Nathan Devers (dont la fiche wikipedia donne un peu le profil) est un intellectuel. Dès son plus jeune âge, il ne vibre que la spiritualité et les rituels, lectures et chants qu’il peut entendre dans sa synagogue. Boulimique de lecture, surdoué, brillant, il se destine à devenir rabbin, et a visiblement toutes les qualités pour ce faire. Mais, et c’est ce que raconte magnifiquement son livre « Penser contre soi-même », c’était sans compter sur la littérature, et sur la philosophie.
Car son parcours tout tracé pour continuer à progresser dans l’étude de la Torah, du Talmud, et dans les textes de Maïmonide s’est heurté, fracassé même, sur l’évolution spirituelle de l’auteur, supportée par la découverte de la littérature, puis grâce à un ami de sa synagogue, de la philosophie. Nathan Devers en a fait sa vie.

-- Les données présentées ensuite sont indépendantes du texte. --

//! Scalar and AVX2 backends must agree on every kernel
//!
//! Element-wise kernels that perform the same operations in the same order
//! are compared exactly; reductions and magnitudes are compared within
//! rounding tolerance. On hosts without AVX2 these tests pass vacuously.

mod common;

use common::*;
use sigvec_core::{Avx2Backend, Cf32, KernelPrimitives, ScalarBackend};

fn with_avx2(test: impl FnOnce(Avx2Backend, ScalarBackend)) {
    if !Avx2Backend::is_available() {
        eprintln!("AVX2 not available, skipping");
        return;
    }
    test(Avx2Backend::new(), ScalarBackend::new());
}

/// Accumulation error scales with the sum of term magnitudes, not the result
fn assert_reduction_close(actual: f32, expected: f32, abs_sum: f32, op: &str, len: usize) {
    let bound = 1e-4 * abs_sum.max(1.0);
    assert!(
        (actual - expected).abs() <= bound,
        "{op} for len {len}: {actual} vs {expected} (bound {bound})"
    );
}

fn assert_complex_reduction_close(actual: Cf32, expected: Cf32, abs_sum: f32, op: &str, len: usize) {
    assert_reduction_close(actual.re, expected.re, abs_sum, op, len);
    assert_reduction_close(actual.im, expected.im, abs_sum, op, len);
}

#[test]
fn test_real_elementwise_bit_exact() {
    with_avx2(|avx, scalar| {
        for len in edge_case_lengths() {
            let x = real_data(len, 1, 10.0);
            let y: Vec<f32> = real_data(len, 2, 10.0).iter().map(|v| v + 20.5).collect();

            type Binary = fn(&Avx2Backend, &[f32], &[f32], &mut [f32]);
            type BinaryRef = fn(&ScalarBackend, &[f32], &[f32], &mut [f32]);
            let cases: [(&str, Binary, BinaryRef); 3] = [
                ("add_f32", Avx2Backend::add_f32, ScalarBackend::add_f32),
                ("sub_f32", Avx2Backend::sub_f32, ScalarBackend::sub_f32),
                ("div_f32", Avx2Backend::div_f32, ScalarBackend::div_f32),
            ];
            for (op, fast, reference) in cases {
                let mut z_avx = vec![0.0; len];
                let mut z_ref = vec![0.0; len];
                fast(&avx, &x, &y, &mut z_avx);
                reference(&scalar, &x, &y, &mut z_ref);
                assert_eq!(z_avx, z_ref, "{op} for len {len}");
            }

            let mut z_avx = vec![0.0; len];
            let mut z_ref = vec![0.0; len];
            avx.scale_f32(&x, -1.75, &mut z_avx);
            scalar.scale_f32(&x, -1.75, &mut z_ref);
            assert_eq!(z_avx, z_ref, "scale_f32 for len {len}");

            let mut acc_avx = x.clone();
            let mut acc_ref = x.clone();
            avx.add_assign_f32(&mut acc_avx, &y);
            scalar.add_assign_f32(&mut acc_ref, &y);
            avx.sub_assign_f32(&mut acc_avx, &x);
            scalar.sub_assign_f32(&mut acc_ref, &x);
            avx.scale_assign_f32(&mut acc_avx, 0.3);
            scalar.scale_assign_f32(&mut acc_ref, 0.3);
            assert_eq!(acc_avx, acc_ref, "in-place chain for len {len}");
        }
    });
}

#[test]
fn test_real_reductions() {
    with_avx2(|avx, scalar| {
        for len in edge_case_lengths() {
            let x = real_data(len, 3, 1.0);
            let y = real_data(len, 4, 1.0);

            let abs_sum: f32 = x.iter().map(|v| v.abs()).sum();
            assert_reduction_close(avx.sum_f32(&x), scalar.sum_f32(&x), abs_sum, "sum_f32", len);

            let abs_dot: f32 = x.iter().zip(&y).map(|(a, b)| (a * b).abs()).sum();
            assert_reduction_close(
                avx.dot_f32(&x, &y),
                scalar.dot_f32(&x, &y),
                abs_dot,
                "dot_f32",
                len,
            );

            assert_eq!(avx.max_index_f32(&x), scalar.max_index_f32(&x), "len {len}");
        }
    });
}

#[test]
fn test_max_index_ties_and_special_values() {
    with_avx2(|avx, scalar| {
        let cases: Vec<Vec<f32>> = vec![
            vec![1.0, 5.0, 5.0, 2.0],
            vec![3.0; 19],
            vec![f32::NAN; 11],
            vec![f32::MIN; 9],
            vec![f32::NEG_INFINITY, f32::NEG_INFINITY, -1.0, f32::NAN, -1.0, 0.0, -0.0, 0.0, 0.0],
            (0..40).map(|i| if i % 9 == 8 { 7.0 } else { f32::NAN }).collect(),
            (0..33).map(|i| -(i as f32)).collect(),
            (0..33).map(|i| i as f32 % 5.0).collect(),
        ];
        for x in cases {
            assert_eq!(avx.max_index_f32(&x), scalar.max_index_f32(&x), "{x:?}");
        }
    });
}

#[test]
fn test_complex_elementwise_bit_exact() {
    with_avx2(|avx, scalar| {
        for len in edge_case_lengths() {
            let x = complex_data(len, 5, 3.0);
            let y = nonzero_complex_data(len, 6, 0.5);
            let r = real_data(len, 7, 2.0);
            let h = Cf32::new(0.6, -1.3);

            let mut z_avx = vec![Cf32::default(); len];
            let mut z_ref = vec![Cf32::default(); len];

            avx.mul_c32(&x, &y, &mut z_avx);
            scalar.mul_c32(&x, &y, &mut z_ref);
            assert_eq!(z_avx, z_ref, "mul_c32 for len {len}");

            avx.mul_conj_c32(&x, &y, &mut z_avx);
            scalar.mul_conj_c32(&x, &y, &mut z_ref);
            assert_eq!(z_avx, z_ref, "mul_conj_c32 for len {len}");

            avx.mul_c32_f32(&x, &r, &mut z_avx);
            scalar.mul_c32_f32(&x, &r, &mut z_ref);
            assert_eq!(z_avx, z_ref, "mul_c32_f32 for len {len}");

            avx.div_c32(&x, &y, &mut z_avx);
            scalar.div_c32(&x, &y, &mut z_ref);
            assert_eq!(z_avx, z_ref, "div_c32 for len {len}");

            avx.scale_c32(&x, h, &mut z_avx);
            scalar.scale_c32(&x, h, &mut z_ref);
            assert_eq!(z_avx, z_ref, "scale_c32 for len {len}");

            avx.conj_c32(&x, &mut z_avx);
            scalar.conj_c32(&x, &mut z_ref);
            assert_eq!(z_avx, z_ref, "conj_c32 for len {len}");

            let mut acc_avx = x.clone();
            let mut acc_ref = x.clone();
            avx.mul_assign_c32(&mut acc_avx, &y);
            scalar.mul_assign_c32(&mut acc_ref, &y);
            avx.scale_assign_c32(&mut acc_avx, h);
            scalar.scale_assign_c32(&mut acc_ref, h);
            avx.conj_assign_c32(&mut acc_avx);
            scalar.conj_assign_c32(&mut acc_ref);
            assert_eq!(acc_avx, acc_ref, "in-place chain for len {len}");
        }
    });
}

#[test]
fn test_complex_reductions() {
    with_avx2(|avx, scalar| {
        for len in edge_case_lengths() {
            let x = complex_data(len, 8, 1.0);
            let y = complex_data(len, 9, 1.0);
            let r = real_data(len, 10, 1.0);

            let abs_sum: f32 = x.iter().map(|v| v.re.abs() + v.im.abs()).sum();
            assert_complex_reduction_close(
                avx.sum_c32(&x),
                scalar.sum_c32(&x),
                abs_sum,
                "sum_c32",
                len,
            );

            let abs_dot: f32 = x.iter().zip(&y).map(|(a, b)| 2.0 * a.norm() * b.norm()).sum();
            assert_complex_reduction_close(
                avx.dot_c32(&x, &y),
                scalar.dot_c32(&x, &y),
                abs_dot,
                "dot_c32",
                len,
            );
            assert_complex_reduction_close(
                avx.dot_conj_c32(&x, &y),
                scalar.dot_conj_c32(&x, &y),
                abs_dot,
                "dot_conj_c32",
                len,
            );
            assert_complex_reduction_close(
                avx.dot_c32_f32(&x, &r),
                scalar.dot_c32_f32(&x, &r),
                abs_dot,
                "dot_c32_f32",
                len,
            );

            if len > 0 {
                let mean = scalar.avg_power_c32(&x);
                assert_reduction_close(avx.avg_power_c32(&x), mean, mean, "avg_power_c32", len);
            }
            assert_eq!(
                avx.max_abs_index_c32(&x),
                scalar.max_abs_index_c32(&x),
                "max_abs_index_c32 for len {len}"
            );
        }
    });
}

#[test]
fn test_transforms() {
    with_avx2(|avx, scalar| {
        for len in edge_case_lengths() {
            let x = complex_data(len, 11, 5.0);

            let mut out_avx = vec![0.0; len];
            let mut out_ref = vec![0.0; len];
            avx.magnitude_sqr_c32(&x, &mut out_avx);
            scalar.magnitude_sqr_c32(&x, &mut out_ref);
            assert_eq!(out_avx, out_ref, "magnitude_sqr_c32 for len {len}");

            avx.magnitude_c32(&x, &mut out_avx);
            scalar.magnitude_c32(&x, &mut out_ref);
            assert_vectors_close(&out_avx, &out_ref, "magnitude_c32", len);

            let symbol = Cf32::new(0.75, -1.25);
            avx.square_dist_c32(symbol, &x, &mut out_avx);
            scalar.square_dist_c32(symbol, &x, &mut out_ref);
            assert_eq!(out_avx, out_ref, "square_dist_c32 for len {len}");

            let mut re_avx = vec![0.0; len];
            let mut im_avx = vec![0.0; len];
            let mut re_ref = vec![0.0; len];
            let mut im_ref = vec![0.0; len];
            avx.deinterleave_c32(&x, &mut re_avx, &mut im_avx);
            scalar.deinterleave_c32(&x, &mut re_ref, &mut im_ref);
            assert_eq!(re_avx, re_ref, "deinterleave_c32 real for len {len}");
            assert_eq!(im_avx, im_ref, "deinterleave_c32 imag for len {len}");

            let mut real_only = vec![0.0; len];
            avx.deinterleave_real_c32(&x, &mut real_only);
            assert_eq!(real_only, re_ref, "deinterleave_real_c32 for len {len}");
        }
    });
}

/// Finite samples whose squares overflow or flush to zero
fn extreme_samples(len: usize) -> Vec<Cf32> {
    let patterns = [
        Cf32::new(3e19, 4e19),
        Cf32::new(3e-25, 4e-25),
        Cf32::new(f32::MAX / 2.0, -f32::MAX / 2.0),
        Cf32::new(-1e19, 1e-25),
        Cf32::new(0.0, -1e-30),
        Cf32::new(2.5, -1.5),
        Cf32::new(1e-40, 0.0),
    ];
    (0..len).map(|i| patterns[i % patterns.len()]).collect()
}

#[test]
fn test_extreme_magnitudes() {
    with_avx2(|avx, scalar| {
        for len in edge_case_lengths() {
            let x = extreme_samples(len);

            let mut out_avx = vec![0.0; len];
            let mut out_ref = vec![0.0; len];
            avx.magnitude_c32(&x, &mut out_avx);
            scalar.magnitude_c32(&x, &mut out_ref);
            for (i, (&a, &e)) in out_avx.iter().zip(&out_ref).enumerate() {
                assert!(a.is_finite(), "magnitude_c32 overflowed at {i} for len {len}");
                assert_relative_eq!(a, e, max_relative = 1e-6);
            }

            // Squares overflow and underflow identically on both paths
            avx.magnitude_sqr_c32(&x, &mut out_avx);
            scalar.magnitude_sqr_c32(&x, &mut out_ref);
            assert_eq!(out_avx, out_ref, "magnitude_sqr_c32 for len {len}");

            if len > 0 {
                assert_eq!(
                    avx.max_abs_index_c32(&x),
                    scalar.max_abs_index_c32(&x),
                    "max_abs_index_c32 for len {len}"
                );
            }
        }
    });
}

#[test]
fn test_avg_power_range() {
    with_avx2(|avx, scalar| {
        for len in edge_case_lengths().into_iter().filter(|&n| n > 0) {
            // Every term is infinite, so both paths saturate
            let huge = vec![Cf32::new(f32::MAX / 2.0, 1.0); len];
            assert_eq!(avx.avg_power_c32(&huge), f32::INFINITY);
            assert_eq!(scalar.avg_power_c32(&huge), f32::INFINITY);

            // Every square flushes to zero
            let tiny = vec![Cf32::new(1e-25, -1e-25); len];
            assert_eq!(avx.avg_power_c32(&tiny), 0.0);
            assert_eq!(scalar.avg_power_c32(&tiny), 0.0);

            // Large but summable: 1024 terms of 1.8e35 stay below f32::MAX
            let large = vec![Cf32::new(-3e17, 3e17); len];
            let expected = scalar.avg_power_c32(&large);
            assert!(expected.is_finite());
            assert_relative_eq!(avx.avg_power_c32(&large), expected, max_relative = 1e-4);
        }
    });
}

#[test]
fn test_convert_f32_i16() {
    with_avx2(|avx, scalar| {
        for len in edge_case_lengths() {
            // Products up to ±50_000 exercise saturation at the i16 bounds
            let x = real_data(len, 12, 1.0);
            for scale in [1.0, 1000.0, 32_767.0, 50_000.0] {
                let mut out_avx = vec![0i16; len];
                let mut out_ref = vec![0i16; len];
                avx.convert_f32_i16(&x, scale, &mut out_avx);
                scalar.convert_f32_i16(&x, scale, &mut out_ref);
                assert_eq!(out_avx, out_ref, "convert_f32_i16 scale {scale} len {len}");
            }
        }
    });
}

#[test]
fn test_auto_backend_agrees_with_scalar() {
    let auto = sigvec_core::auto_backend();
    let scalar = ScalarBackend::new();
    let x = complex_data(37, 13, 2.0);
    let y = complex_data(37, 14, 2.0);

    let mut z_auto = vec![Cf32::default(); 37];
    let mut z_ref = vec![Cf32::default(); 37];
    auto.mul_c32(&x, &y, &mut z_auto);
    scalar.mul_c32(&x, &y, &mut z_ref);
    assert_complex_close(&z_auto, &z_ref, "mul_c32", 37);
}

Je ne dirais pas, d’ailleurs, que Nathan Devers a perdu la foi, comme le dit le quatrième de couverture. Je pense qu’il était beaucoup plus intéressé par le mystère, et par l’acquisition du savoir que par Dieu. Par les acrobaties intellectuelles et sémantiques, les raisonnements, que par la croyance ou la foi. Ce n’est que mon avis et j’interprète peut-être à tort ce qu’il en raconte.

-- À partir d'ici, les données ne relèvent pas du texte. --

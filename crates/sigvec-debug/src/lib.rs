//! Debug output for sigvec buffers
//!
//! - [`format`]: one-line text dumps of real, complex, byte and integer
//!   vectors, and packed hex dumps of unpacked bit arrays
//! - [`save`]: raw dumps of any plain-old-data slice to a file, and loading
//!   them back
//! - [`bits`]: the bit cursor used to pack unpacked bit arrays
//!
//! # Example
//!
//! ```rust
//! use sigvec_debug::{write_packed_bits, RealDump};
//!
//! assert_eq!(RealDump(&[1.0, -0.5]).to_string(), "[+1.00, -0.50, ];");
//!
//! let mut out = Vec::new();
//! write_packed_bits(&mut out, &[1, 0, 1, 0, 1, 0, 1, 0, 1, 1]).unwrap();
//! assert_eq!(out, b"[aa 03 ];\n");
//! ```

pub mod bits;
pub mod format;
pub mod save;

pub use bits::{pack_bits, BitCursor};
pub use format::{
    write_bytes, write_c32, write_f32, write_hex, write_i32, write_packed_bits, ByteDump,
    ComplexDump, HexDump, IntDump, PackedBitsDump, RealDump,
};
pub use save::{load_slice, save_file, save_slice};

Quoi qu’il en soit, c’est dans un français magnifique que l’auteur nous décrit son parcours spirituel et philosophique, d’une manière profonde et drôle, détachée et en même temps incandescente. Paradoxe apparent, il se plonge dans la philosophie pour le doute radical, et la capacité à sortir de ses déterminations, préjugés et certitudes : mais il finit par comprendre qu’on ne pense réellement qu’à partir d’un point de vue particulier, d’un ancrage dans un parcours, et il finit par accepter dans sa manière de philosopher son héritage judaïque. Il philosophe à proprement parler « en juif » : je retrouve dans sa méthode et sa manière d’articuler doute, questionnement, décalages systématiques dans le point de vue, une part du ton et de l’esprit de Levinas, lisible dans ses Quatre Lectures Talmudiques.

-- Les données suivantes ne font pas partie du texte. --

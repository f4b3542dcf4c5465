//! Length-checked kernel entry points
//!
//! `Kernels<P>` wraps a backend and is the public way to run kernels on
//! slices. Every method checks that its operands have matching lengths
//! before handing them to the backend, and reports a mismatch as
//! [`Error::InvalidInput`](crate::Error::InvalidInput) instead of reading
//! past a buffer. Reductions that need at least one sample report empty
//! input as [`Error::InsufficientData`](crate::Error::InsufficientData).
//!
//! Kernels are split by sample type:
//! - `real`: `f32` sequences
//! - `complex`: `Cf32` sequences
//! - `integer`: byte, `i16` and `i32` sequences and conversions into them

mod complex;
mod integer;
mod real;

use crate::config::{BackendPreference, KernelConfig};
use crate::error::Result;
use crate::memory::AlignedBuffer;
use crate::primitives::{
    detect_backend, AutoBackend, Avx2Backend, KernelCaps, KernelPrimitives, ScalarBackend,
};
use bytemuck::Zeroable;

/// Kernel facade over a backend, with a buffer alignment policy
#[derive(Clone, Copy, Debug)]
pub struct Kernels<P> {
    primitives: P,
    alignment: usize,
}

impl<P: KernelPrimitives> Kernels<P> {
    /// Wrap a backend, using its preferred alignment for buffers
    pub fn new(primitives: P) -> Self {
        let alignment = primitives.alignment();
        Self {
            primitives,
            alignment,
        }
    }

    /// Wrap a backend with an explicit buffer alignment
    pub fn with_alignment(primitives: P, alignment: usize) -> Result<Self> {
        KernelConfig::new().with_alignment(alignment).validate()?;
        Ok(Self {
            primitives,
            alignment,
        })
    }

    /// Get the underlying backend
    #[inline]
    pub fn primitives(&self) -> &P {
        &self.primitives
    }

    #[inline]
    pub fn backend_name(&self) -> &'static str {
        self.primitives.backend_name()
    }

    /// Kernels that run on the accelerated path
    #[inline]
    pub fn accelerated_kernels(&self) -> KernelCaps {
        self.primitives.accelerated_kernels()
    }

    /// Alignment of buffers from [`Self::allocate`], in bytes
    #[inline]
    pub fn alignment(&self) -> usize {
        self.alignment
    }

    /// Allocate `len` zeroed elements at this facade's alignment
    pub fn allocate<T: Zeroable + Copy>(&self, len: usize) -> Result<AlignedBuffer<T>> {
        AlignedBuffer::try_new(len, self.alignment)
    }

    /// Resize a buffer, preserving its prefix and zeroing any new tail
    pub fn reallocate<T: Zeroable + Copy>(
        &self,
        buffer: AlignedBuffer<T>,
        new_len: usize,
    ) -> Result<AlignedBuffer<T>> {
        buffer.reallocate(new_len)
    }
}

impl Kernels<AutoBackend> {
    /// Kernels on the best backend for this CPU
    pub fn auto() -> Self {
        Self::new(detect_backend())
    }

    /// Resolve a configuration into a kernel facade
    ///
    /// Fails when the alignment override is invalid or when AVX2 is requested
    /// but unavailable.
    pub fn from_config(config: &KernelConfig) -> Result<Self> {
        config.validate()?;
        let backend = match config.backend {
            BackendPreference::Auto => detect_backend(),
            BackendPreference::Scalar => AutoBackend::Scalar(ScalarBackend::new()),
            BackendPreference::Avx2 => AutoBackend::Avx2(Avx2Backend::try_new()?),
        };
        let alignment = config.alignment.unwrap_or_else(|| backend.alignment());
        tracing::debug!(
            backend = backend.backend_name(),
            alignment,
            "resolved kernel configuration"
        );
        Ok(Self {
            primitives: backend,
            alignment,
        })
    }
}

impl Default for Kernels<AutoBackend> {
    fn default() -> Self {
        Self::auto()
    }
}

/// Kernels on the best backend for this CPU
pub fn kernels() -> Kernels<AutoBackend> {
    Kernels::auto()
}

/// Kernels on the portable scalar path
pub fn scalar_kernels() -> Kernels<ScalarBackend> {
    Kernels::new(ScalarBackend::new())
}

#[cfg(test)]
mod tests {
    use super::*;
    use crate::error::Error;

    #[test]
    fn test_scalar_defaults() {
        let k = scalar_kernels();
        assert_eq!(k.backend_name(), "scalar");
        assert_eq!(k.alignment(), crate::memory::SYSTEM_ALIGNMENT);
        assert!(k.accelerated_kernels().is_empty());
    }

    #[test]
    fn test_allocate_uses_alignment() {
        let k = Kernels::with_alignment(ScalarBackend, 64).unwrap();
        let buffer = k.allocate::<f32>(10).unwrap();
        assert_eq!(buffer.as_ptr() as usize % 64, 0);
        let buffer = k.reallocate(buffer, 100).unwrap();
        assert_eq!(buffer.len(), 100);
        assert_eq!(buffer.as_ptr() as usize % 64, 0);
    }

    #[test]
    fn test_with_alignment_rejects_invalid() {
        assert!(matches!(
            Kernels::with_alignment(ScalarBackend, 12),
            Err(Error::InvalidAlignment(12))
        ));
    }

    #[test]
    fn test_from_config() {
        let config = KernelConfig::new().with_backend(BackendPreference::Scalar);
        let k = Kernels::from_config(&config).unwrap();
        assert_eq!(k.backend_name(), "scalar");
        assert_eq!(k.alignment(), crate::memory::SYSTEM_ALIGNMENT);

        let config = KernelConfig::new().with_alignment(128);
        let k = Kernels::from_config(&config).unwrap();
        assert_eq!(k.alignment(), 128);

        let config = KernelConfig::new().with_backend(BackendPreference::Avx2);
        match Kernels::from_config(&config) {
            Ok(k) => {
                assert!(Avx2Backend::is_available());
                assert_eq!(k.backend_name(), "avx2");
                assert_eq!(k.alignment(), 32);
            }
            Err(err) => {
                assert!(!Avx2Backend::is_available());
                assert!(matches!(err, Error::FeatureNotAvailable(_)));
            }
        }
    }
}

C’est un livre que j’ai dévoré, facile à lire, captivant. Nathan Devers a perdu la foi, peut-être, mais je vois aussi, dans son style, dans sa manière de penser en quoi il est toujours, finalement, religieux. Bien sûr pas dans le monde des idées, où il pratique le doute radical et cherche, toujours, à se réinventer, à questionner les vérités considérées comme acquises. Il n’y a pas beaucoup de place pour Dieu dans ce monde. Mais sa fibre personnelle, sa liberté, sa sensibilité, radicale, intense, tourmenté, et son engagement total dans ce qu’il fait montre une personnalité hors-norme, et un parcours très particulier, proche de l’ascèse religieuse.
A titre personnel, j’aurais envie de lui conseiller d’être un peu moins cérébral, d’utiliser plus ses mains, son corps, et de faire des enfants, pour équilibrer un peu ce tempérament de feu, inlassablement en quête d’un sens qu’il a philosophiquement déjà abandonné.